**Task to complete:** Among the entries below, count the lines with "AssertionConfig" in them and state the total without comment.

(Collection entries)
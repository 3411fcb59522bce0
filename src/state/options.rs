use serde::{Deserialize, Serialize};

use super::single_block;

/// The `options_list` block shared by API and browser tests.
#[derive(Debug, Clone, PartialEq, Default, Serialize, Deserialize)]
#[serde(default)]
pub struct OptionsConfig {
    pub tick_every: i64,
    pub http_version: String,
    pub accept_self_signed: bool,
    pub check_certificate_revocation: bool,
    pub min_location_failed: i64,
    pub min_failure_duration: i64,
    pub follow_redirects: bool,
    pub allow_insecure: bool,
    #[serde(with = "single_block")]
    pub scheduling: Option<SchedulingConfig>,
    #[serde(with = "single_block")]
    pub retry: Option<RetryConfig>,
    #[serde(with = "single_block")]
    pub monitor_options: Option<MonitorOptionsConfig>,
    pub monitor_name: String,
    pub monitor_priority: i64,
    pub restricted_roles: Vec<String>,
    #[serde(with = "single_block")]
    pub ci: Option<CiConfig>,
    pub ignore_server_certificate_error: bool,
    pub no_screenshot: bool,
    #[serde(with = "single_block")]
    pub rum_settings: Option<RumSettingsConfig>,
    pub disable_csp: bool,
    pub disable_cors: bool,
    pub initial_navigation_timeout: i64,
}

/// The `scheduling` block.
#[derive(Debug, Clone, PartialEq, Default, Serialize, Deserialize)]
#[serde(default)]
pub struct SchedulingConfig {
    pub timeframes: Vec<TimeframeConfig>,
    pub timezone: String,
}

/// One `timeframes` entry.
#[derive(Debug, Clone, PartialEq, Default, Serialize, Deserialize)]
#[serde(default)]
pub struct TimeframeConfig {
    pub day: i64,
    pub from: String,
    pub to: String,
}

/// Retry policy; `interval` is in milliseconds.
#[derive(Debug, Clone, PartialEq, Default, Serialize, Deserialize)]
#[serde(default)]
pub struct RetryConfig {
    pub count: i64,
    pub interval: i64,
}

/// The `monitor_options` block.
#[derive(Debug, Clone, PartialEq, Default, Serialize, Deserialize)]
#[serde(default)]
pub struct MonitorOptionsConfig {
    pub renotify_interval: i64,
}

/// The `ci` block.
#[derive(Debug, Clone, PartialEq, Default, Serialize, Deserialize)]
#[serde(default)]
pub struct CiConfig {
    pub execution_rule: String,
}

/// RUM data collection for browser tests. `client_token_id` is sensitive.
#[derive(Debug, Clone, PartialEq, Default, Serialize, Deserialize)]
#[serde(default)]
pub struct RumSettingsConfig {
    pub is_enabled: bool,
    pub application_id: String,
    pub client_token_id: i64,
}
#[cfg(test)]
mod tests {
    use super::*;
    use crate::model::TargetValue;
    use serde_json::json;

    fn assertion(assertion_type: &str, operator: &str, target: &str) -> AssertionConfig {
        AssertionConfig {
            assertion_type: assertion_type.to_string(),
            operator: operator.to_string(),
            target: target.to_string(),
            ..Default::default()
        }
    }

    fn build_one(config: AssertionConfig) -> (Option<Assertion>, Vec<Diagnostic>) {
        let mut diagnostics = Vec::new();
        let mut built = build_assertions(&[config], "assertion", &mut diagnostics);
        (built.pop(), diagnostics)
    }

    #[test]
    fn test_target_typing_table() {
        let typing = |t: &str, o: &str| TARGET_TYPING.classify(&AssertionKey::new(t, o));
        assert_eq!(typing("responseTime", "lessThan"), Some(NumericTarget::Integer));
        assert_eq!(typing("statusCode", "is"), Some(NumericTarget::Integer));
        assert_eq!(typing("statusCode", "isNot"), Some(NumericTarget::Integer));
        assert_eq!(typing("statusCode", "matches"), None);
        assert_eq!(typing("packetLossPercentage", "lessThan"), Some(NumericTarget::Float));
        assert_eq!(typing("body", "contains"), None);
    }

    #[test]
    fn test_status_code_target_is_integer() {
        let (built, diagnostics) = build_one(assertion("statusCode", "is", "200"));

        assert!(diagnostics.is_empty());
        let value = serde_json::to_value(built.unwrap()).unwrap();
        assert_eq!(value, json!({"type": "statusCode", "operator": "is", "target": 200}));
    }

    #[test]
    fn test_template_target_stays_string() {
        let (built, _) = build_one(assertion("responseTime", "lessThan", "{{ MAX_LATENCY }}"));

        let Some(Assertion::Target(target)) = built else {
            panic!("expected a target assertion");
        };
        assert_eq!(target.target, Some(TargetValue::String("{{ MAX_LATENCY }}".to_string())));
    }

    #[test]
    fn test_non_numeric_target_is_unset() {
        let (built, diagnostics) = build_one(assertion("responseTime", "lessThan", "fast"));

        let Some(Assertion::Target(target)) = built else {
            panic!("expected a target assertion");
        };
        assert_eq!(target.target, None);
        assert!(diagnostics.is_empty());
    }

    #[test]
    fn test_json_schema_ignores_plain_target() {
        let mut config = assertion("body", "validatesJSONSchema", "oops");
        config.targetjsonschema = Some(JsonSchemaTargetConfig {
            jsonschema: r#"{"type":"object"}"#.to_string(),
            metaschema: "draft-07".to_string(),
        });

        let (built, diagnostics) = build_one(config);

        let value = serde_json::to_value(built.unwrap()).unwrap();
        assert_eq!(
            value,
            json!({
                "operator": "validatesJSONSchema",
                "target": {"jsonSchema": r#"{"type":"object"}"#, "metaSchema": "draft-07"},
                "type": "body",
            })
        );
        assert_eq!(diagnostics.len(), 1);
        assert_eq!(diagnostics[0].attribute.as_deref(), Some("assertion.0.target"));
    }

    #[test]
    fn test_json_path_target_value_typing() {
        let mut config = assertion("body", "validatesJSONPath", "");
        config.targetjsonpath = Some(JsonPathTargetConfig {
            jsonpath: "$.count".to_string(),
            operator: "moreThan".to_string(),
            targetvalue: "3".to_string(),
            elementsoperator: "firstElementMatches".to_string(),
        });
        let (built, _) = build_one(config.clone());
        let Some(Assertion::JsonPath(path)) = built else {
            panic!("expected a JSONPath assertion");
        };
        assert_eq!(path.target.unwrap().target_value, Some(TargetValue::Float(3.0)));

        config.targetjsonpath.as_mut().unwrap().operator = "isUndefined".to_string();
        let (built, _) = build_one(config);
        let Some(Assertion::JsonPath(path)) = built else {
            panic!("expected a JSONPath assertion");
        };
        assert_eq!(path.target.unwrap().target_value, None);
    }

    #[test]
    fn test_target_ignores_sub_targets() {
        let mut config = assertion("header", "contains", "json");
        config.property = "content-type".to_string();
        config.targetxpath = Some(XPathTargetConfig::default());

        let (built, diagnostics) = build_one(config);

        let value = serde_json::to_value(built.unwrap()).unwrap();
        assert!(value.get("targetxpath").is_none());
        assert_eq!(value["target"], "json");
        assert_eq!(diagnostics.len(), 1);
        assert_eq!(diagnostics[0].attribute.as_deref(), Some("assertion.0.targetxpath"));
    }

    #[test]
    fn test_unknown_operator_warns_once() {
        let (built, diagnostics) = build_one(assertion("statusCode", "isRoughly", "200"));

        assert!(built.is_none());
        assert_eq!(diagnostics.len(), 1);
        assert!(!diagnostics[0].is_error());
    }

    #[test]
    fn test_flatten_round_trips_each_variant() {
        let mut json_path = assertion("body", "validatesJSONPath", "");
        json_path.targetjsonpath = Some(JsonPathTargetConfig {
            jsonpath: "$.status".to_string(),
            operator: "is".to_string(),
            targetvalue: "ok".to_string(),
            elementsoperator: "firstElementMatches".to_string(),
        });
        let mut xpath = assertion("body", "validatesXPath", "");
        xpath.targetxpath = Some(XPathTargetConfig {
            xpath: "//count".to_string(),
            operator: "lessThan".to_string(),
            targetvalue: "2.5".to_string(),
        });
        let mut javascript = assertion("javascript", "", "");
        javascript.code = "dd.expect(true).to.be.true;".to_string();
        let configs = vec![
            assertion("statusCode", "is", "200"),
            assertion("packetLossPercentage", "lessThan", "0.5"),
            assertion("bodyHash", "sha256", "abc"),
            json_path,
            xpath,
            javascript,
        ];

        let mut diagnostics = Vec::new();
        let built = build_assertions(&configs, "assertion", &mut diagnostics);
        let flattened = flatten_assertions(&built, "assertion", &mut diagnostics);

        assert!(diagnostics.is_empty());
        assert_eq!(flattened, configs);
    }

    #[test]
    fn test_flatten_unknown_variant() {
        let raw = json!({"type": "quantumState", "operator": "collapses", "target": "cat"});
        let mut diagnostics = Vec::new();

        let flattened = flatten_assertions(&[Assertion::Unknown(raw)], "assertion", &mut diagnostics);

        assert_eq!(flattened[0].assertion_type, "quantumState");
        assert_eq!(flattened[0].target, "");
        assert_eq!(diagnostics.len(), 1);
    }
}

**Task solution:** 3